It is very likely that the uncredited photograph on the cover of the 1958 Decca album The Blues Are Brewin’ – Billie Holiday was taken by Jerry Dantzic at Sugar Hill on April 18. The original 35mm slide is lost. Dantzic received $25.75 from Decca on September 21, as noted in the ledger kept by his wife-to-be, Cynthia. He shot eleven rolls of 35mm black-and-white film, mostly Kodak Tri-X, but including two rolls of DuPont Safety 9871 stock. He shot with available light using his two Leica M3s with 35mm, 50mm, and 300mm lenses. Interestingly, the negatives and contact sheets show that the numerical sequences of the rolls of film do not reflect the chronological order in which the photographs were taken. Dantzic often changed film and would then reload partially exposed rolls, and thus he jumbled the actual shooting sequence.

Billie Holiday was booked to play Sugar Hill at 913 Broad Street in Newark starting Tuesday, April 16, running through April 21, Easter Sunday. During the week that Jerry shot Billie, he was joined by fellow photographer and devoted jazz enthusiast Bob Parent on April 18. Parent and Dantzic shared a photo studio from time to time in the 1950s. In early 2016, at the invitation of his nephew and archivist Dale Parent, I went to Delaware to visit the Robert Parent Archives and confirmed that April 18 was the date Bob shot both black-and-white and color images. It was the night Billie wore a short-sleeved light-pink lacy dress and a black cameo bracelet on her left wrist.

Given those dates, and after a careful comparison of the vintage contact sheets with new contact sheets, the following chronological order can be surmised. I believe that the photo shoot began on the evening of April 16, 1957, with contact sheet C-176-6, in Billie’s room at the Douglas Hotel on Hill Street opposite City Hall in Newark. Billie is with her new husband, Louis McKay. They had been married the previous month. He is helping her with her dark, strapless gown, dappled with little silvery ornaments and stars, and a shimmering top complete with multiple crescent moons. She appears happy, with a long ash dangling from her cigarette, wearing her wedding ring on her right hand and her favorite watch. McKay looks up at Dantzic in one frame but otherwise focuses on Billie. She then puts on her leaf earrings, a necklace, and a large black cameo bracelet. She sits at a side table in her hotel room holding her compact, fixing her hair, then turning to look across the room at the photographer as she digs into her alligator purse. The scene is shot across her bed strewn with clothes, hangers, a case, a pair of eyeglasses, and an opened envelope.

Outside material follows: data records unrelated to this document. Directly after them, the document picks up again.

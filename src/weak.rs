//! `Weak<T>` — the weak handle.

use crate::counted::CountedPtr;
use crate::header::Header;
use crate::paired::PairedCount;
use crate::shared::Shared;
use core::fmt;
use core::sync::atomic::Ordering;

/// A weak handle: observes a control block without keeping the payload
/// alive.
///
/// A `Weak` can outlive every strong handle; once the payload is gone,
/// [`upgrade`](Self::upgrade) returns the null handle. Weak handles keep
/// only the control block itself alive.
///
/// # Examples
///
/// ```rust
/// use ortak::Shared;
///
/// let strong = Shared::new(7);
/// let weak = strong.downgrade();
/// assert_eq!(weak.upgrade().as_ref(), Some(&7));
///
/// drop(strong);
/// assert!(weak.upgrade().is_null());
/// ```
pub struct Weak<T> {
    cp: CountedPtr<Header<T>>,
}

// SAFETY: same sharing discipline as Shared<T>.
unsafe impl<T: Send + Sync> Send for Weak<T> {}
unsafe impl<T: Send + Sync> Sync for Weak<T> {}

impl<T> Weak<T> {
    /// Creates the null weak handle.
    #[inline]
    pub const fn null() -> Self {
        Self {
            cp: CountedPtr::null(),
        }
    }

    /// `true` if this is the null handle.
    #[inline]
    pub fn is_null(&self) -> bool {
        self.cp.is_null()
    }

    /// Attempts to produce a strong handle.
    ///
    /// Returns the null handle if the payload has already been destroyed;
    /// otherwise the returned handle pins the payload as usual.
    pub fn upgrade(&self) -> Shared<T> {
        let h = self.header();
        if h.is_null() {
            return Shared::null();
        }
        // SAFETY: the weak handle keeps the block (not the payload) alive;
        // weak_lock only hands out a reference while the payload lives.
        if unsafe { (*h).weak_lock(Ordering::Acquire) } {
            Shared::from_header(h)
        } else {
            Shared::null()
        }
    }

    /// `true` if the payload has been destroyed (or the handle is null).
    #[inline]
    pub fn expired(&self) -> bool {
        self.use_count() == 0
    }

    /// The global strong count, or 0 for the null handle.
    #[inline]
    pub fn use_count(&self) -> u32 {
        match self.header() {
            h if h.is_null() => 0,
            // SAFETY: the weak handle keeps the block alive.
            h => unsafe { (*h).use_count() },
        }
    }

    /// The global weak count, or 0 for the null handle.
    #[inline]
    pub fn weak_count(&self) -> u32 {
        match self.header() {
            h if h.is_null() => 0,
            // SAFETY: the weak handle keeps the block alive.
            h => unsafe { (*h).weak_count() },
        }
    }

    /// `true` if both handles observe the same control block (or both are
    /// null).
    #[inline]
    pub fn ptr_eq(&self, other: &Self) -> bool {
        self.header() == other.header()
    }

    #[inline]
    pub(crate) fn header(&self) -> *mut Header<T> {
        self.cp.ptr()
    }

    /// Wraps a header pointer (which may be null); the caller must have
    /// funded one weak reference for non-null headers.
    #[inline]
    pub(crate) fn from_header(header: *mut Header<T>) -> Self {
        Self {
            cp: CountedPtr::new(0, header),
        }
    }
}

impl<T> Clone for Weak<T> {
    fn clone(&self) -> Self {
        let h = self.header();
        if !h.is_null() {
            // SAFETY: self keeps the block alive across the acquire.
            unsafe { (*h).acquire_weak(Ordering::Relaxed) };
        }
        Self::from_header(h)
    }
}

impl<T> Drop for Weak<T> {
    fn drop(&mut self) {
        let h = self.header();
        if !h.is_null() {
            // SAFETY: this handle owns one weak reference.
            unsafe {
                Header::release_weak(
                    h,
                    PairedCount::new(self.cp.ctr() as i32, 1),
                    Ordering::AcqRel,
                );
            }
        }
    }
}

impl<T> Default for Weak<T> {
    fn default() -> Self {
        Self::null()
    }
}

impl<T> fmt::Debug for Weak<T> {
    fn fmt(&self, f: &mut fmt::Formatter<'_>) -> fmt::Result {
        write!(f, "Weak({:p})", self.header())
    }
}
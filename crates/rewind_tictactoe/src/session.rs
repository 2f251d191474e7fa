//! Game session: history of board snapshots with a rewindable cursor.

use crate::invariants::assert_invariants;
use crate::position::Position;
use crate::rules;
use crate::types::{Board, Mark, Square};
use crate::view::GameView;
use serde::{Deserialize, Serialize};
use tracing::{debug, instrument, warn};

/// A single-player tic-tac-toe session with a browsable move history.
///
/// The session is the exclusive owner of its state; every other component
/// reads derived data through [`GameSession::view`]. State is three fields:
///
/// - `history`: ordered board snapshots, entry 0 always the empty board.
///   Adjacent entries differ in exactly one cell (the move played at that
///   step).
/// - `cursor`: which snapshot is current for display and play. Jumping
///   moves only the cursor; playing from a rewound cursor truncates the
///   abandoned future before appending.
/// - `newest_first`: move-list display order. Never affects `history`
///   ordering.
///
/// Whose turn it is falls out of cursor parity (X on even steps) and is
/// deliberately not stored, so it cannot drift out of sync.
#[derive(Debug, Clone, PartialEq, Eq, Serialize, Deserialize)]
pub struct GameSession {
    pub(crate) history: Vec<Board>,
    pub(crate) cursor: usize,
    pub(crate) newest_first: bool,
}

impl GameSession {
    /// Creates a new session: a single empty-board snapshot, X to move.
    #[instrument]
    pub fn new() -> Self {
        Self {
            history: vec![Board::new()],
            cursor: 0,
            newest_first: false,
        }
    }

    /// Returns the recorded board snapshots, oldest first.
    pub fn history(&self) -> &[Board] {
        &self.history
    }

    /// Returns the current step (index into the history).
    pub fn cursor(&self) -> usize {
        self.cursor
    }

    /// Returns whether the move list is displayed newest-first.
    pub fn newest_first(&self) -> bool {
        self.newest_first
    }

    /// Returns the board snapshot at the cursor.
    pub fn current_board(&self) -> &Board {
        &self.history[self.cursor]
    }

    /// Returns the mark that plays next from the current step.
    ///
    /// Derived from cursor parity: X on even steps, O on odd.
    pub fn to_move(&self) -> Mark {
        if self.cursor % 2 == 0 { Mark::X } else { Mark::O }
    }

    /// Plays the current mark at `pos`.
    ///
    /// Illegal intents are ignored without surfacing an error: nothing
    /// changes if the current snapshot already has a winner or the square
    /// is occupied. A legal move truncates any snapshots beyond the cursor
    /// (undo-then-diverge), appends the new snapshot and advances the
    /// cursor to it.
    #[instrument(skip(self), fields(step = self.cursor, to_move = %self.to_move()))]
    pub fn play_at(&mut self, pos: Position) {
        let board = self.current_board();

        if rules::winning_line(board).is_some() {
            debug!("ignoring move: game already won at this step");
            return;
        }
        if !board.is_empty(pos) {
            debug!("ignoring move: square is occupied");
            return;
        }

        let next = board.with(pos, Square::Occupied(self.to_move()));
        self.history.truncate(self.cursor + 1);
        self.history.push(next);
        self.cursor = self.history.len() - 1;

        debug!(history_len = self.history.len(), "move applied");
        assert_invariants(self);
    }

    /// Moves the cursor to a previously recorded step.
    ///
    /// History is untouched: this only changes which snapshot is current
    /// (and, by parity, whose turn it is). Out-of-range steps are rejected
    /// as no-ops rather than clamped.
    #[instrument(skip(self))]
    pub fn jump_to(&mut self, step: usize) {
        if step >= self.history.len() {
            warn!(
                step,
                history_len = self.history.len(),
                "ignoring jump: step out of range"
            );
            return;
        }

        self.cursor = step;
        assert_invariants(self);
    }

    /// Flips the move-list display order. No other state changes.
    #[instrument(skip(self))]
    pub fn toggle_order(&mut self) {
        self.newest_first = !self.newest_first;
    }

    /// Derives the per-render view data for the presentation layer.
    ///
    /// Always computed fresh from the current state; nothing is cached.
    pub fn view(&self) -> GameView {
        GameView::derive(self)
    }
}

impl Default for GameSession {
    fn default() -> Self {
        Self::new()
    }
}

#[cfg(test)]
mod tests {
    use super::*;

    #[test]
    fn test_new_session_defaults() {
        let session = GameSession::new();
        assert_eq!(session.history().len(), 1);
        assert_eq!(session.current_board(), &Board::new());
        assert_eq!(session.cursor(), 0);
        assert!(!session.newest_first());
        assert_eq!(session.to_move(), Mark::X);
    }

    #[test]
    fn test_to_move_follows_cursor_parity() {
        let mut session = GameSession::new();
        session.play_at(Position::TopLeft);
        assert_eq!(session.to_move(), Mark::O);
        session.play_at(Position::Center);
        assert_eq!(session.to_move(), Mark::X);

        session.jump_to(1);
        assert_eq!(session.to_move(), Mark::O);
        session.jump_to(0);
        assert_eq!(session.to_move(), Mark::X);
    }

    #[test]
    fn test_toggle_order_only_flips_flag() {
        let mut session = GameSession::new();
        session.play_at(Position::Center);
        let history = session.history().to_vec();
        let cursor = session.cursor();

        session.toggle_order();
        assert!(session.newest_first());
        assert_eq!(session.history(), history.as_slice());
        assert_eq!(session.cursor(), cursor);

        session.toggle_order();
        assert!(!session.newest_first());
    }
}
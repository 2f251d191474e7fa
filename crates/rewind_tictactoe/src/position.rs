//! Board positions for tic-tac-toe moves.

use serde::{Deserialize, Serialize};

/// A position on the tic-tac-toe board (0-8, row-major).
///
/// Positions are a closed enum, so a cell index outside the board cannot
/// reach the session: conversion from a raw index happens at the boundary
/// via [`Position::from_index`].
#[derive(
    Debug,
    Clone,
    Copy,
    PartialEq,
    Eq,
    Hash,
    Serialize,
    Deserialize,
    strum::EnumIter,
)]
pub enum Position {
    /// Top-left (position 0)
    TopLeft,
    /// Top-center (position 1)
    TopCenter,
    /// Top-right (position 2)
    TopRight,
    /// Middle-left (position 3)
    MiddleLeft,
    /// Center (position 4)
    Center,
    /// Middle-right (position 5)
    MiddleRight,
    /// Bottom-left (position 6)
    BottomLeft,
    /// Bottom-center (position 7)
    BottomCenter,
    /// Bottom-right (position 8)
    BottomRight,
}

impl Position {
    /// All 9 positions in row-major order.
    pub const ALL: [Position; 9] = [
        Position::TopLeft,
        Position::TopCenter,
        Position::TopRight,
        Position::MiddleLeft,
        Position::Center,
        Position::MiddleRight,
        Position::BottomLeft,
        Position::BottomCenter,
        Position::BottomRight,
    ];

    /// Converts position to board index (0-8).
    pub fn to_index(self) -> usize {
        match self {
            Position::TopLeft => 0,
            Position::TopCenter => 1,
            Position::TopRight => 2,
            Position::MiddleLeft => 3,
            Position::Center => 4,
            Position::MiddleRight => 5,
            Position::BottomLeft => 6,
            Position::BottomCenter => 7,
            Position::BottomRight => 8,
        }
    }

    /// Creates position from board index.
    pub fn from_index(index: usize) -> Option<Self> {
        match index {
            0 => Some(Position::TopLeft),
            1 => Some(Position::TopCenter),
            2 => Some(Position::TopRight),
            3 => Some(Position::MiddleLeft),
            4 => Some(Position::Center),
            5 => Some(Position::MiddleRight),
            6 => Some(Position::BottomLeft),
            7 => Some(Position::BottomCenter),
            8 => Some(Position::BottomRight),
            _ => None,
        }
    }

    /// 1-based row of this position.
    pub fn row(self) -> usize {
        self.to_index() / 3 + 1
    }

    /// 1-based column of this position.
    pub fn col(self) -> usize {
        self.to_index() % 3 + 1
    }

    /// Human-readable location label, used in move descriptions.
    pub fn label(&self) -> &'static str {
        match self {
            Position::TopLeft => "row 1, col 1",
            Position::TopCenter => "row 1, col 2",
            Position::TopRight => "row 1, col 3",
            Position::MiddleLeft => "row 2, col 1",
            Position::Center => "row 2, col 2",
            Position::MiddleRight => "row 2, col 3",
            Position::BottomLeft => "row 3, col 1",
            Position::BottomCenter => "row 3, col 2",
            Position::BottomRight => "row 3, col 3",
        }
    }
}

impl std::fmt::Display for Position {
    fn fmt(&self, f: &mut std::fmt::Formatter<'_>) -> std::fmt::Result {
        write!(f, "{}", self.label())
    }
}

#[cfg(test)]
mod tests {
    use super::*;
    use strum::IntoEnumIterator;

    #[test]
    fn test_index_round_trip() {
        for (i, pos) in Position::ALL.into_iter().enumerate() {
            assert_eq!(pos.to_index(), i);
            assert_eq!(Position::from_index(i), Some(pos));
        }
    }

    #[test]
    fn test_from_index_rejects_out_of_range() {
        assert_eq!(Position::from_index(9), None);
        assert_eq!(Position::from_index(usize::MAX), None);
    }

    #[test]
    fn test_row_col() {
        assert_eq!(Position::TopLeft.row(), 1);
        assert_eq!(Position::TopLeft.col(), 1);
        assert_eq!(Position::MiddleRight.row(), 2);
        assert_eq!(Position::MiddleRight.col(), 3);
        assert_eq!(Position::BottomCenter.row(), 3);
        assert_eq!(Position::BottomCenter.col(), 2);
    }

    #[test]
    fn test_label_matches_row_col() {
        for pos in Position::iter() {
            assert_eq!(
                pos.label(),
                format!("row {}, col {}", pos.row(), pos.col())
            );
        }
    }

    #[test]
    fn test_iter_covers_all() {
        assert_eq!(Position::iter().count(), Position::ALL.len());
    }
}
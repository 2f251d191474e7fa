//! Terminal UI for rewindable tic-tac-toe.
//!
//! A thin presentation layer: it renders the view data the session derives
//! and forwards key presses back as intents. All game decisions live in
//! `rewind_tictactoe`.

#![warn(missing_docs)]

mod app;
mod input;
mod ui;

use anyhow::Result;
use crossterm::{
    event::{self, Event, KeyCode, KeyEventKind},
    execute,
    terminal::{disable_raw_mode, enable_raw_mode, EnterAlternateScreen, LeaveAlternateScreen},
};
use ratatui::{backend::CrosstermBackend, Terminal};
use std::io;
use tracing::info;
use tracing_subscriber::EnvFilter;

use app::App;

fn main() -> Result<()> {
    // Logs go to stderr so they stay off the alternate screen.
    tracing_subscriber::fmt()
        .with_env_filter(EnvFilter::from_default_env())
        .with_writer(io::stderr)
        .init();

    info!("Starting rewind tic-tac-toe TUI");

    enable_raw_mode()?;
    let mut stdout = io::stdout();
    execute!(stdout, EnterAlternateScreen)?;
    let backend = CrosstermBackend::new(stdout);
    let mut terminal = Terminal::new(backend)?;

    let app = App::new();
    let res = run_app(&mut terminal, app);

    disable_raw_mode()?;
    execute!(terminal.backend_mut(), LeaveAlternateScreen)?;
    terminal.show_cursor()?;

    if let Err(err) = res {
        eprintln!("Error: {}", err);
    }

    Ok(())
}

/// Draw-then-wait event loop. Each key press is handled completely before
/// the next is read; there is no background work.
fn run_app<B: ratatui::backend::Backend>(terminal: &mut Terminal<B>, mut app: App) -> Result<()>
where
    <B as ratatui::backend::Backend>::Error: Send + Sync + 'static,
{
    loop {
        terminal.draw(|f| ui::draw(f, &app))?;

        if let Event::Key(key) = event::read()? {
            if key.kind != KeyEventKind::Press {
                continue;
            }
            match key.code {
                KeyCode::Char('q') => return Ok(()),
                code => app.handle_key(code),
            }
        }
    }
}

In the next few frames Billie is now at Sugar Hill, wearing a fur over her dress. She is signing a copy of her 1956 autobiography, Lady Sings the Blues, which she seems to be selling to a fan, given the $5 bill in his hand. The book sold for $3.75 at the time. Bernie Weissman, the club’s owner, is present and there is the shoulder of an unidentified man. Posters on the wall advertise other musicians including “the trio” of Kenny Clarke, Wendell Marshall, and Hank Jones.

The scene then shifts to Billie in her dressing room backstage with her beloved Chihuahua, Pepi. Her dresses, wrapped in plastic, are hanging in the background, a copy of Ebony magazine is visible on her table along with her makeup sponges, matches, a jeweled cigarette case, and comb. She gets a clear hairbrush out of her pocketbook, brushes her hair, and checks her makeup in a small round compact. On the wall adjacent to her table is an “Appearing Nightly” poster for the Paul “Vice Pres” Quinichette Combo.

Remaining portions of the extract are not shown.